The libretto is Shakespeare’s own text, cut down by Pears and Britten to roughly half its original length. So skilful is the reduction that they had to invent only one line of new text to cover the joins.

      Recommended Recording

      Alfred Deller, Elizabeth Harwood, Peter Pears, Josephine Veasy, Owen Brannigan, London Symphony Orchestra/Britten. Decca 425 663-2. An unbeatable classic, not least for the spectral artistry of Alfred Deller, who effectively inspired this whole opera.

       FORM: Opera in a Prologue and three acts; in English

       COMPOSER: Benjamin Britten (1913–76)

       LIBRETTO: Montague Slater; after the narrative poem by George Crabbe

       FIRST PERFORMANCE: London, 7 June 1945

       Principal Characters

      Peter Grimes, a fisherman

Tenor

      Hobson, a carrier and the village policeman

Bass

      Swallow, a lawyer and village coroner

Bass

      Mrs Sedley, a widow

Mezzo-soprano

      Ellen Orford, a widowed schoolmistress

Soprano

      Auntie, landlady at the Boar Inn

Contralto

      Balstrode, a retired sea captain

Baritone

      Ned Keene, a ‘quack’ chemist

Baritone

       Synopsis of the Plot

      Setting: The Borough, a fishing village on the east coast of England

      PROLOGUE An inquest has been held on the death of Grimes’ apprentice, lost at sea in suspicious circumstances. In spite of the villagers’ doubts, Grimes has been exonerated, but advised not to take another boy.

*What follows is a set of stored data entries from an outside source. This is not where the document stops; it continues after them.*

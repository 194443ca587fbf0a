use async_trait::async_trait;

use crate::models::{DetectionResponse, TranslationRequest};

/// Synchronous entry point of the detection stage, as seen by the gateway.
///
/// Implemented in-process by `DetectionStage` and remotely by
/// `DetectionHttpClient`.
#[async_trait]
pub trait LanguageDetector: Send + Sync {
    async fn detect_language(&self, request: &TranslationRequest) -> DetectionResponse;
}
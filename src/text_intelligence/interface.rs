use async_trait::async_trait;

use crate::errors::Result;

/// Language detection and translation capability. Implementations may be
/// slow or fail transiently; callers own the retry policy.
#[async_trait]
pub trait TextIntelligence: Send + Sync {
    /// Detect the language of `text`, returning a bare code such as `"fr"`
    async fn detect(&self, text: &str) -> Result<String>;

    async fn translate(&self, text: &str, source_lang: &str, target_lang: &str) -> Result<String>;
}
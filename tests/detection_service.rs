mod common;

use axum::body::Body;
use axum::routing::post;
use axum::Router;
use axum::http::{header, Request, StatusCode};
use serde_json::{json, Value};
use std::sync::Arc;
use std::time::Duration;
use tower::ServiceExt;

use common::{memory_broker, test_config, ScriptedIntelligence};
use translation_network::detection::routes::create_routes;
use translation_network::detection::{DetectionHttpClient, DetectionStage, LanguageDetector};
use translation_network::models::{DetectionResponse, TranslationRequest};

fn stage(ti: ScriptedIntelligence) -> Arc<DetectionStage> {
    let (_broker, shared) = memory_broker();
    Arc::new(DetectionStage::from_config(&test_config(), shared, Arc::new(ti)))
}

async fn post_detect(stage: Arc<DetectionStage>, body: Value) -> (StatusCode, Value) {
    let response = create_routes(stage)
        .oneshot(
            Request::post("/detect-language")
                .header(header::CONTENT_TYPE, "application/json")
                .body(Body::from(body.to_string()))
                .unwrap(),
        )
        .await
        .unwrap();
    let status = response.status();
    let bytes = axum::body::to_bytes(response.into_body(), usize::MAX)
        .await
        .unwrap();
    (status, serde_json::from_slice(&bytes).unwrap())
}

#[tokio::test]
async fn detect_language_endpoint_returns_the_code() {
    let stage = stage(ScriptedIntelligence::new().detects("Bonjour", "fr"));

    let (status, body) = post_detect(stage, json!({"text": "Bonjour", "target_lang": "en"})).await;

    assert_eq!(status, StatusCode::OK);
    assert_eq!(body, json!({"status": "success", "data": {"source_lang": "fr"}}));
}

#[tokio::test]
async fn detect_language_endpoint_reports_exhaustion() {
    let stage = stage(ScriptedIntelligence::new().failing_detect(10));

    let (status, body) = post_detect(stage, json!({"id": "abc", "text": "Bonjour"})).await;

    assert_eq!(status, StatusCode::INTERNAL_SERVER_ERROR);
    assert_eq!(body["status"], "error");
    assert!(body["message"].is_string());
}

#[tokio::test]
async fn http_client_talks_to_a_running_detection_service() {
    let stage = stage(ScriptedIntelligence::new().detects("Hola", "es"));
    let listener = tokio::net::TcpListener::bind("127.0.0.1:0").await.unwrap();
    let addr = listener.local_addr().unwrap();
    let server = tokio::spawn(async move {
        axum::serve(listener, create_routes(stage)).await.unwrap();
    });

    let client =
        DetectionHttpClient::new(format!("http://{addr}/detect-language"), Duration::from_secs(5))
            .unwrap();
    let response = client
        .detect_language(&TranslationRequest::new("r-1", "Hola", Some("en".to_string())))
        .await;

    assert_eq!(response, DetectionResponse::success("es"));
    server.abort();
}

#[tokio::test]
async fn http_client_maps_an_unreachable_service_to_an_error() {
    let listener = std::net::TcpListener::bind("127.0.0.1:0").unwrap();
    let addr = listener.local_addr().unwrap();
    drop(listener);

    let client =
        DetectionHttpClient::new(format!("http://{addr}/detect-language"), Duration::from_secs(5))
            .unwrap();
    let response = client
        .detect_language(&TranslationRequest::new("r-2", "Hola", None))
        .await;

    assert!(!response.is_success());
}

#[tokio::test]
async fn http_client_gives_up_on_a_stalled_service() {
    let stalled = Router::new().route(
        "/detect-language",
        post(|| async {
            tokio::time::sleep(Duration::from_secs(30)).await;
            "too late"
        }),
    );
    let listener = tokio::net::TcpListener::bind("127.0.0.1:0").await.unwrap();
    let addr = listener.local_addr().unwrap();
    let server = tokio::spawn(async move {
        axum::serve(listener, stalled).await.unwrap();
    });

    let client = DetectionHttpClient::new(
        format!("http://{addr}/detect-language"),
        Duration::from_millis(200),
    )
    .unwrap();
    let response = tokio::time::timeout(
        Duration::from_secs(5),
        client.detect_language(&TranslationRequest::new("r-3", "Hola", None)),
    )
    .await
    .expect("client should time out on its own");

    assert!(!response.is_success());
    server.abort();
}
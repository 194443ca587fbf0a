pub mod config;
pub mod errors;
pub mod models;
pub mod languages;
pub mod retry;
pub mod shutdown;
pub mod broker;
pub mod text_intelligence;
pub mod detection;
pub mod translation;
pub mod gateway;
pub mod server;

pub use config::Config;
pub use errors::{PipelineError, Result};
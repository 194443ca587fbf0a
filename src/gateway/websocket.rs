use axum::{
    extract::{ws::Message, Path, State, WebSocketUpgrade},
    response::Response,
};
use futures::{Sink, SinkExt, Stream, StreamExt};
use serde_json::{json, Value};
use std::fmt::Display;
use tracing::{debug, error, info, warn};

use super::state::GatewayState;
use crate::errors::PipelineError;
use crate::models::DetectionResponse;

pub async fn websocket_handler(
    ws: WebSocketUpgrade,
    Path(room_id): Path<String>,
    State(state): State<GatewayState>,
) -> Response {
    ws.on_upgrade(move |socket| async move {
        let (sender, receiver) = socket.split();
        run_session(state, room_id, sender, receiver).await;
    })
}

pub fn error_payload(message: impl Into<String>) -> Value {
    json!({ "error": message.into() })
}

/// Sending half of a client connection. `close` runs at most once; later
/// calls are no-ops.
pub struct ClientConnection<S> {
    sink: S,
    closed: bool,
}

impl<S> ClientConnection<S>
where
    S: Sink<Message> + Unpin,
    S::Error: Display,
{
    pub fn new(sink: S) -> Self {
        Self {
            sink,
            closed: false,
        }
    }

    pub fn is_closed(&self) -> bool {
        self.closed
    }

    pub async fn send_json(&mut self, value: &Value) -> Result<(), String> {
        if self.closed {
            return Err("connection already closed".to_string());
        }
        self.sink
            .send(Message::Text(value.to_string()))
            .await
            .map_err(|e| e.to_string())
    }

    pub async fn close(&mut self) {
        if self.closed {
            debug!("WebSocket already closed");
            return;
        }
        self.closed = true;

        if let Err(e) = self.sink.send(Message::Close(None)).await {
            warn!("WebSocket already closed: {}", e);
        }
        if let Err(e) = self.sink.close().await {
            debug!("Closing WebSocket sink: {}", e);
        }
    }
}

/// Result of one client turn
#[derive(Debug)]
pub enum TurnOutcome {
    Reply(Value),
    /// Shutdown interrupted the turn; the connection must be torn down
    Cancelled,
}

/// One request/response turn: validate, detect, await the correlated
/// translation. Failures become error payloads; only shutdown cancels.
pub async fn handle_turn(state: &GatewayState, frame: &str) -> TurnOutcome {
    tokio::select! {
        _ = state.shutdown.wait() => {
            info!("WebSocket turn was cancelled during shutdown");
            TurnOutcome::Cancelled
        }
        reply = run_turn(state, frame) => TurnOutcome::Reply(reply),
    }
}

async fn run_turn(state: &GatewayState, frame: &str) -> Value {
    let request = match state.prepare_request(frame) {
        Ok(request) => request,
        Err(e) => {
            warn!("Rejected client message: {}", e);
            return error_payload(e.to_string());
        }
    };
    info!("Received request {} (target: {:?})", request.id, request.target_lang);

    let pending = state.results.register(&request.id);

    match state.detector.detect_language(&request).await {
        DetectionResponse::Success { data } => {
            info!("Detected {} for request {}", data.source_lang, request.id);
        }
        DetectionResponse::Error { message } => {
            error!("Language detection failed for {}: {}", request.id, message);
            return error_payload(format!("Language detection failed: {message}"));
        }
    }

    match pending.wait(state.result_timeout).await {
        Ok(result) => match serde_json::to_value(&result) {
            Ok(value) => value,
            Err(e) => {
                error!("Failed to encode translation result {}: {}", result.id, e);
                error_payload("An error occurred while processing the translation response.")
            }
        },
        Err(PipelineError::Timeout(_)) => {
            warn!("Translation response queue is empty for {}", request.id);
            error_payload("No translation response available.")
        }
        Err(e) => {
            error!("Error while processing translation response: {}", e);
            error_payload("An error occurred while processing the translation response.")
        }
    }
}

/// Drive one connection: `OPEN -> (receive -> detect -> await -> send)* -> CLOSED`.
pub async fn run_session<S, R, E>(state: GatewayState, room_id: String, sink: S, mut stream: R)
where
    S: Sink<Message> + Unpin,
    S::Error: Display,
    R: Stream<Item = Result<Message, E>> + Unpin,
    E: Display,
{
    info!("WebSocket connection established for room: {}", room_id);
    let mut connection = ClientConnection::new(sink);

    loop {
        let frame = tokio::select! {
            _ = state.shutdown.wait() => {
                info!("Shutting down WebSocket for room: {}", room_id);
                break;
            }
            frame = stream.next() => frame,
        };

        let text = match frame {
            Some(Ok(Message::Text(text))) => text,
            Some(Ok(Message::Binary(bytes))) => match String::from_utf8(bytes) {
                Ok(text) => text,
                Err(_) => {
                    let reply = error_payload("binary frames must contain UTF-8 JSON");
                    if let Err(e) = connection.send_json(&reply).await {
                        error!("Failed to send to client: {}", e);
                        break;
                    }
                    continue;
                }
            },
            Some(Ok(Message::Close(_))) | None => {
                info!("Client in room {} disconnected", room_id);
                break;
            }
            Some(Ok(_)) => continue,
            Some(Err(e)) => {
                error!("Error in websocket: {}", e);
                break;
            }
        };
        debug!("Received message in room {}: {}", room_id, text);

        match handle_turn(&state, &text).await {
            TurnOutcome::Reply(reply) => {
                if let Err(e) = connection.send_json(&reply).await {
                    error!("Failed to send to client: {}", e);
                    break;
                }
            }
            TurnOutcome::Cancelled => break,
        }
    }

    connection.close().await;
    info!("WebSocket connection closed for room: {}", room_id);
}
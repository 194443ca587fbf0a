use async_trait::async_trait;
use reqwest::Client;
use std::time::Duration;
use tracing::{debug, error, info};

use super::interface::LanguageDetector;
use crate::errors::Result;
use crate::models::{DetectionResponse, TranslationRequest};

/// Calls a remote detection stage over HTTP (`POST /detect-language`)
#[derive(Debug, Clone)]
pub struct DetectionHttpClient {
    client: Client,
    url: String,
}

impl DetectionHttpClient {
    /// `timeout` bounds each call, including a stalled connect or body.
    pub fn new(url: impl Into<String>, timeout: Duration) -> Result<Self> {
        let client = Client::builder().timeout(timeout).build()?;
        Ok(Self {
            client,
            url: url.into(),
        })
    }
}

#[async_trait]
impl LanguageDetector for DetectionHttpClient {
    async fn detect_language(&self, request: &TranslationRequest) -> DetectionResponse {
        info!("Starting language detection for {}", request.id);
        debug!("Calling detection service at {}", self.url);

        let response = match self.client.post(&self.url).json(request).send().await {
            Ok(response) => response,
            Err(e) => {
                error!("Error in language detection: {}", e);
                return DetectionResponse::error(e.to_string());
            }
        };

        let status = response.status();
        match response.json::<DetectionResponse>().await {
            Ok(body) => {
                debug!("Detection service replied {}: {:?}", status, body);
                body
            }
            Err(e) => {
                error!("Failed to call detection service. Status code: {}: {}", status, e);
                DetectionResponse::error("External service call failed")
            }
        }
    }
}
#![allow(dead_code)]

use async_trait::async_trait;
use std::collections::HashMap;
use std::sync::atomic::{AtomicU32, Ordering};
use std::sync::{Arc, Mutex};
use std::time::Duration;

use translation_network::broker::{Broker, ConsumerSettings, MemoryBroker};
use translation_network::config::Config;
use translation_network::errors::{PipelineError, Result};
use translation_network::text_intelligence::TextIntelligence;

/// Text intelligence double with canned answers, injectable failures and
/// call counters.
#[derive(Default)]
pub struct ScriptedIntelligence {
    detections: HashMap<String, String>,
    translations: HashMap<(String, String), String>,
    detect_failures: Mutex<u32>,
    translate_failures: Mutex<u32>,
    detect_delay: Option<Duration>,
    pub detect_calls: AtomicU32,
    pub translate_calls: AtomicU32,
}

impl ScriptedIntelligence {
    pub fn new() -> Self {
        Self::default()
    }

    pub fn detects(mut self, text: &str, lang: &str) -> Self {
        self.detections.insert(text.to_string(), lang.to_string());
        self
    }

    pub fn translates(mut self, text: &str, target: &str, output: &str) -> Self {
        self.translations
            .insert((text.to_string(), target.to_string()), output.to_string());
        self
    }

    /// Fail the next `n` detect calls
    pub fn failing_detect(self, n: u32) -> Self {
        *self.detect_failures.lock().unwrap() = n;
        self
    }

    /// Fail the next `n` translate calls
    pub fn failing_translate(self, n: u32) -> Self {
        *self.translate_failures.lock().unwrap() = n;
        self
    }

    pub fn slow_detect(mut self, delay: Duration) -> Self {
        self.detect_delay = Some(delay);
        self
    }

    pub fn detect_count(&self) -> u32 {
        self.detect_calls.load(Ordering::SeqCst)
    }

    pub fn translate_count(&self) -> u32 {
        self.translate_calls.load(Ordering::SeqCst)
    }

    fn take_failure(counter: &Mutex<u32>) -> bool {
        let mut remaining = counter.lock().unwrap();
        if *remaining > 0 {
            *remaining -= 1;
            true
        } else {
            false
        }
    }
}

#[async_trait]
impl TextIntelligence for ScriptedIntelligence {
    async fn detect(&self, text: &str) -> Result<String> {
        self.detect_calls.fetch_add(1, Ordering::SeqCst);
        if let Some(delay) = self.detect_delay {
            tokio::time::sleep(delay).await;
        }
        if Self::take_failure(&self.detect_failures) {
            return Err(PipelineError::TextIntelligence("detect unavailable".to_string()));
        }
        Ok(self
            .detections
            .get(text)
            .cloned()
            .unwrap_or_else(|| "en".to_string()))
    }

    async fn translate(&self, text: &str, _source_lang: &str, target_lang: &str) -> Result<String> {
        self.translate_calls.fetch_add(1, Ordering::SeqCst);
        if Self::take_failure(&self.translate_failures) {
            return Err(PipelineError::TextIntelligence("translate unavailable".to_string()));
        }
        self.translations
            .get(&(text.to_string(), target_lang.to_string()))
            .cloned()
            .ok_or_else(|| PipelineError::TextIntelligence(format!("no translation for {text}")))
    }
}

pub fn test_config() -> Config {
    let mut config = Config::from_yaml(
        r#"
broker:
  url: "memory://"
  poll_interval_ms: 20
  reconnect_delay_ms: 20
gateway:
  result_timeout_secs: 5
"#,
    )
    .unwrap();
    config.languages.supported = vec!["en".into(), "es".into(), "fr".into()];
    config
}

pub fn fast_consumers() -> ConsumerSettings {
    ConsumerSettings {
        poll_interval: Duration::from_millis(20),
        reconnect_delay: Duration::from_millis(20),
    }
}

pub fn memory_broker() -> (MemoryBroker, Arc<dyn Broker>) {
    let broker = MemoryBroker::with_publish_log();
    let shared: Arc<dyn Broker> = Arc::new(broker.clone());
    (broker, shared)
}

      ACT I Keene comes to see Grimes to tell him that he has found him another apprentice. Several objections are raised to this and Hobson refuses point-blank to fetch the boy from the workhouse until Ellen Orford, who sympathises with Grimes, agrees to accompany him. As a storm approaches, the villagers retire to the Boar, leaving Grimes alone with Balstrode, who advises the unpopular fisherman to leave the village altogether. In a rare moment of optimism, Grimes confides to Balstrode his hopes of acquiring money, respect from the villagers and, eventually, Ellen Orford as his wife. Later, Grimes joins the villagers in the Boar as the storm lashes around them, but he makes them uneasy. Indeed they become positively angry when Hobson, Ellen and the new boy arrive, soaked and exhausted, and Grimes insists on taking the boy out again immediately.

      ACT II Ellen is disturbed to see a bruise on the boy’s neck and remonstrates with Grimes when he insists, on a Sunday, that the boy must work. Grimes’ response is to hit her, an act grimly noted by the villagers who are, at that moment, emerging from church. Feelings against Grimes are rapidly rising and a deputation is sent to his hut to find out the truth. Hearing the villagers approaching, Grimes hustles the boy out of the hut and on to the cliff path; minutes later he falls to his death.